Look, what I really mean is…(reading the subtext)

The biggest problem with writing is it depends on words.
“Well Duh,” I hear you say, but what I mean is everything I write is mashed up into an approximation of meaning and delivered to you, the reader. You then put your understanding on the words and it is a miracle we ever communicate at all. Not only are there as many meanings for each word as there are people, there’s context, experience, bloody awful computer dictionaries and – THE SUBTEXT.

We might say one thing – “Go and make a cup of tea”, for example, but we actually mean something very different. What we really mean is “Go and make enough tea for us both/(insert as many people as are in the room at the time here). Get milk in a jug or some suitable container, bring sugar for the unreconstructed over 40s, remember teaspoons, put all on a tray preferably with saucers if you are actually using cups and bring it back here as fast as you can. And don’t forget the biscuits”.

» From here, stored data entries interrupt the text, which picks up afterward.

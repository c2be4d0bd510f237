//! The styled-text buffer.
//!
//! Text is stored as one `String` with attribute runs over byte ranges. Runs always
//! partition the text and neighbouring runs never carry equal attributes.

use std::ops::Range;

use super::attributes::{Attachment, Attributes, ElementSnapshot};
use crate::utilities::{LINE_SEPARATOR, PARAGRAPH_SEPARATOR};

/// Attributes applied to a byte range of the text
#[derive(Debug, Clone, PartialEq)]
pub struct Run {
    pub range: Range<usize>,
    pub attributes: Attributes,
}

#[derive(Debug, Clone, Default, PartialEq)]
pub struct StyledText {
    text: String,
    runs: Vec<Run>,
}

Now most of us understand this type of verbal shorthand or pick it up as we go along. Some poor souls never get the hang of it and spend their lives in a fog of misery, probably in fairly menial jobs because exam papers are stuffed full of this sort of subtext.

And then there are things you see that tell a whole, horribly and often hilarious story in a single word. I understand there are signs under the gel dispensers in many southern hospitals warning people not to drink it (I know – disgusting).  Well, up here in the North-East we have neat little notices saying :

DO NOT SMOKE OR USE NAKED FLAMES FOR TEN MINUTES AFTER APPLICATION.

Nothing more needs to be said. Twelve words telling a vivid and rather horrible story.

I was visiting a minor stately home in Essex recently and picked up a leaflet outlining their summer attractions. Falconry displays! Oh, my favourite! Then I read down the page to see the following note.

PLEASE DO NOT BRING SMALL PETS TO THE FLYING DISPLAYS EVEN IF THEY ARE ON LEADS.

A vision flashed through my head – “Fluffy!!! Noooo….”

Fishing sign

Overhead power lines

On a recent trip to the Levels I came across a sign beside a lovely, calm bit of the canal. I am so stealing this one for a cameo in the fourth Somerset book.

Just two short sentences can mean so much and we all have our own pictures, conjured up by our own experiences and lives. Maybe this is what “Death of the Author” entails. I can be as descriptive and eloquent as I want but in the end what you, the reader, experience is not what I really mean but what it means to you. A symbiotic partnership, when it works. So thank you for all the work you put into my books. They wouldn’t be at all successful without you.